It's unclear how many victims were targeted using this new tool, but researchers note the group has utilized MATA to target victims in Poland, Germany, Turkey, Korea, Japan and India, according to Kaspersky.

"Moreover, the actor compromised systems in various industries, including a software development company, an e-commerce company and an internet service provider," the report notes.

The researchers further warn that the framework is likely to evolve into an even more advanced model in the months ahead.

"The MATA framework is significant in that it is able to target multiple platforms: Windows, Linux and macOS," Kaspersky notes. "We evaluate that this malware is going to evolve, so we will be monitoring its activity in order to protect our customers."

Targeting Multiple Operating Systems

Here's how MATA works against operating systems, according to Kaspersky:

Windows: To compromise Windows, the MATA framework uses multiple malware components.
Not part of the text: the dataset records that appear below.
use serde::{Deserialize, Serialize};
use std::collections::HashMap;
use std::net::Ipv4Addr;

/// One attribute value carried by a [`Flow`].
///
/// The closed set of variants lets label converters match exhaustively, so a
/// converter applied to an attribute of the wrong type is an explicit,
/// detectable condition rather than a stray downcast.
#[derive(Debug, Clone, PartialEq, Eq)]
pub enum AttrValue {
    Ipv4(Ipv4Addr),
    U32(u32),
    U64(u64),
    Str(String),
}

impl AttrValue {
    /// Human-readable type tag, used in diagnostics.
    pub fn type_name(&self) -> &'static str {
        match self {
            AttrValue::Ipv4(_) => "ipv4",
            AttrValue::U32(_) => "uint32",
            AttrValue::U64(_) => "uint64",
            AttrValue::Str(_) => "string",
        }
    }
}

impl From<Ipv4Addr> for AttrValue {
    fn from(v: Ipv4Addr) -> Self {
        AttrValue::Ipv4(v)
    }
}

impl From<u32> for AttrValue {
    fn from(v: u32) -> Self {
        AttrValue::U32(v)
    }
}

impl From<u64> for AttrValue {
    fn from(v: u64) -> Self {
        AttrValue::U64(v)
    }
}

impl From<String> for AttrValue {
    fn from(v: String) -> Self {
        AttrValue::Str(v)
    }
}

impl From<&str> for AttrValue {
    fn from(v: &str) -> Self {
        AttrValue::Str(v.to_string())
    }
}

/// Normalized attribute bag for one decoded flow record.
///
/// Built once per received record, filtered read-only, mutated append-only by
/// the enricher chain, consumed read-only by the metric entries and discarded
/// when the pipeline call returns. Absence of a key is distinct from a zero
/// value.
#[derive(Debug, Clone, Default)]
pub struct Flow {
    attrs: HashMap<String, AttrValue>,
}

impl Flow {
    pub fn new() -> Self {
        Self::default()
    }

    /// Adds or replaces an attribute value.
    pub fn add_attr(&mut self, attr: impl Into<String>, value: impl Into<AttrValue>) {
        self.attrs.insert(attr.into(), value.into());
    }

    /// Attribute value as an IPv4 address, `None` on absence or type mismatch.
    pub fn as_ip(&self, attr: &str) -> Option<Ipv4Addr> {
        match self.attrs.get(attr) {
            Some(AttrValue::Ipv4(ip)) => Some(*ip),
            _ => None,
        }
    }

    /// Attribute value as a u32, `None` on absence or type mismatch.
    pub fn as_u32(&self, attr: &str) -> Option<u32> {
        match self.attrs.get(attr) {
            Some(AttrValue::U32(v)) => Some(*v),
            _ => None,
        }
    }

    /// Attribute value as a u64, `None` on absence or type mismatch.
    pub fn as_u64(&self, attr: &str) -> Option<u64> {
        match self.attrs.get(attr) {
            Some(AttrValue::U64(v)) => Some(*v),
            _ => None,
        }
    }

    /// Attribute value as a string slice, `None` on absence or type mismatch.
    pub fn as_str(&self, attr: &str) -> Option<&str> {
        match self.attrs.get(attr) {
            Some(AttrValue::Str(s)) => Some(s.as_str()),
            _ => None,
        }
    }

    /// Raw attribute value.
    pub fn raw(&self, attr: &str) -> Option<&AttrValue> {
        self.attrs.get(attr)
    }

    pub fn len(&self) -> usize {
        self.attrs.len()
    }

    pub fn is_empty(&self) -> bool {
        self.attrs.is_empty()
    }
}

/// Record type discriminator of a decoded flow message. Only NetFlow v5
/// records are processed; everything else is silently ignored.
#[derive(Debug, Clone, Copy, Default, PartialEq, Eq, Serialize, Deserialize)]
pub enum RecordKind {
    #[default]
    NetflowV5,
    Other,
}

/// Decoded flow record as handed over by the upstream record source.
#[derive(Debug, Clone, Serialize, Deserialize)]
pub struct FlowMessage {
    #[serde(default)]
    pub kind: RecordKind,
    pub src_addr: Ipv4Addr,
    pub dst_addr: Ipv4Addr,
    #[serde(default)]
    pub src_as: u32,
    #[serde(default)]
    pub dst_as: u32,
    #[serde(default)]
    pub proto: u32,
    #[serde(default)]
    pub src_port: u32,
    #[serde(default)]
    pub dst_port: u32,
    #[serde(default)]
    pub in_if: u32,
    #[serde(default)]
    pub out_if: u32,
    #[serde(default = "unspecified_addr")]
    pub next_hop: Ipv4Addr,
    #[serde(default = "unspecified_addr")]
    pub sampler_address: Ipv4Addr,
    #[serde(default)]
    pub bytes: u64,
    #[serde(default)]
    pub packets: u64,
}

fn unspecified_addr() -> Ipv4Addr {
    Ipv4Addr::UNSPECIFIED
}

impl From<&FlowMessage> for Flow {
    fn from(msg: &FlowMessage) -> Self {
        let mut flow = Flow::new();
        flow.add_attr("source_ip", msg.src_addr);
        flow.add_attr("destination_ip", msg.dst_addr);
        // AS number 0 means "not reported", not a real AS
        if msg.src_as != 0 {
            flow.add_attr("source_as", msg.src_as);
        }
        if msg.dst_as != 0 {
            flow.add_attr("destination_as", msg.dst_as);
        }
        flow.add_attr("proto", msg.proto);
        flow.add_attr("source_port", msg.src_port);
        flow.add_attr("destination_port", msg.dst_port);
        flow.add_attr("input_interface", msg.in_if);
        flow.add_attr("output_interface", msg.out_if);
        flow.add_attr("next_hop", msg.next_hop);
        flow.add_attr("sampler", msg.sampler_address);
        flow.add_attr("bytes", msg.bytes);
        flow.add_attr("packets", msg.packets);
        flow
    }
}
This includes a loader malware to download next-stage payload, which then loads a set of 15 plugins to perform tasks such as retrieving system information, accessing files and sending it to command-and-control servers.
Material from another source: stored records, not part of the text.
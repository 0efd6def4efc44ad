use crate::error::FlowMetricsError;
use prometheus::{Encoder, Registry, TextEncoder};
use std::convert::Infallible;
use std::net::SocketAddr;
use std::sync::atomic::{AtomicBool, Ordering};
use std::sync::Arc;
use tokio::sync::oneshot;
use tokio::task::JoinHandle;
use tracing::{error, info};
use warp::http::StatusCode;
use warp::{Filter, Rejection, Reply};

/// Handle to the running telemetry server; dropping the sender side of
/// `stop` alone also shuts it down.
pub struct TelemetryHandle {
    stop: oneshot::Sender<()>,
    task: JoinHandle<()>,
}

impl TelemetryHandle {
    /// Requests a clean shutdown and waits for the server to finish. A
    /// clean shutdown is the expected path, not an error.
    pub async fn stop(self) {
        let _ = self.stop.send(());
        let _ = self.task.await;
    }
}

/// Binds the metrics/health endpoint and serves it on a background task.
/// A bind failure is fatal to startup.
pub fn spawn(
    addr: SocketAddr,
    registry: Registry,
    ready: Arc<AtomicBool>,
) -> crate::Result<TelemetryHandle> {
    let (stop_tx, stop_rx) = oneshot::channel::<()>();
    let (bound, server) = warp::serve(routes(registry, ready))
        .try_bind_with_graceful_shutdown(addr, async {
            let _ = stop_rx.await;
        })
        .map_err(|e| FlowMetricsError::Network(e.to_string()))?;
    info!(address = %bound, "telemetry server listening");

    let task = tokio::spawn(async move {
        server.await;
        info!("telemetry server closed");
    });

    Ok(TelemetryHandle {
        stop: stop_tx,
        task,
    })
}

/// `GET /metrics` and `GET /health`.
pub fn routes(
    registry: Registry,
    ready: Arc<AtomicBool>,
) -> impl Filter<Extract = (impl Reply,), Error = Rejection> + Clone {
    let metrics = warp::path("metrics")
        .and(warp::get())
        .and(with_registry(registry))
        .and_then(handle_metrics);

    let health = warp::path("health")
        .and(warp::get())
        .and(with_ready(ready))
        .and_then(handle_health);

    metrics.or(health)
}

fn with_registry(
    registry: Registry,
) -> impl Filter<Extract = (Registry,), Error = Infallible> + Clone {
    warp::any().map(move || registry.clone())
}

fn with_ready(
    ready: Arc<AtomicBool>,
) -> impl Filter<Extract = (Arc<AtomicBool>,), Error = Infallible> + Clone {
    warp::any().map(move || ready.clone())
}

async fn handle_metrics(registry: Registry) -> Result<impl Reply, Infallible> {
    let encoder = TextEncoder::new();
    let mut buffer = Vec::new();
    match encoder.encode(&registry.gather(), &mut buffer) {
        Ok(()) => {
            let body = String::from_utf8(buffer).unwrap_or_default();
            Ok(warp::reply::with_status(
                warp::reply::with_header(body, "content-type", encoder.format_type().to_string()),
                StatusCode::OK,
            ))
        }
        Err(err) => {
            error!(error = %err, "failed to encode metrics");
            Ok(warp::reply::with_status(
                warp::reply::with_header(
                    String::new(),
                    "content-type",
                    "text/plain".to_string(),
                ),
                StatusCode::INTERNAL_SERVER_ERROR,
            ))
        }
    }
}

/// Liveness gate: 503 until the pipeline finished startup, 200 after.
async fn handle_health(ready: Arc<AtomicBool>) -> Result<impl Reply, Infallible> {
    if ready.load(Ordering::Relaxed) {
        Ok(warp::reply::with_status("OK", StatusCode::OK))
    } else {
        Ok(warp::reply::with_status(
            "starting",
            StatusCode::SERVICE_UNAVAILABLE,
        ))
    }
}

#[cfg(test)]
mod tests {
    use super::*;
    use prometheus::IntCounter;

    #[tokio::test]
    async fn health_reflects_readiness() {
        let ready = Arc::new(AtomicBool::new(false));
        let filter = routes(Registry::new(), ready.clone());

        let res = warp::test::request()
            .method("GET")
            .path("/health")
            .reply(&filter)
            .await;
        assert_eq!(res.status(), StatusCode::SERVICE_UNAVAILABLE);

        ready.store(true, Ordering::Relaxed);
        let res = warp::test::request()
            .method("GET")
            .path("/health")
            .reply(&filter)
            .await;
        assert_eq!(res.status(), StatusCode::OK);
        assert_eq!(res.body(), "OK");
    }

    #[tokio::test]
    async fn metrics_endpoint_serves_registered_counters() {
        let registry = Registry::new();
        let counter =
            IntCounter::new("demo_total", "A demo counter").unwrap();
        registry.register(Box::new(counter.clone())).unwrap();
        counter.inc_by(3);

        let filter = routes(registry, Arc::new(AtomicBool::new(true)));
        let res = warp::test::request()
            .method("GET")
            .path("/metrics")
            .reply(&filter)
            .await;
        assert_eq!(res.status(), StatusCode::OK);
        let body = String::from_utf8(res.body().to_vec()).unwrap();
        assert!(body.contains("demo_total 3"));
    }
}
In some cases, the attackers also used the framework to spread file-encrypting ransomware, the researchers note.

Linux: This malware framework consists of different components and hacking tools, the researchers say. It is also being spread through a legitimate distribution site and comes with a malicious script to exploit a widget connecter vulnerability in Atlassian Confluence Server, a work collaboration tool.

A report by security firm Netlab, which discovered this version of MATA frameworks in December 2019, noted the malware is a fully functional remote access Trojan or RAT.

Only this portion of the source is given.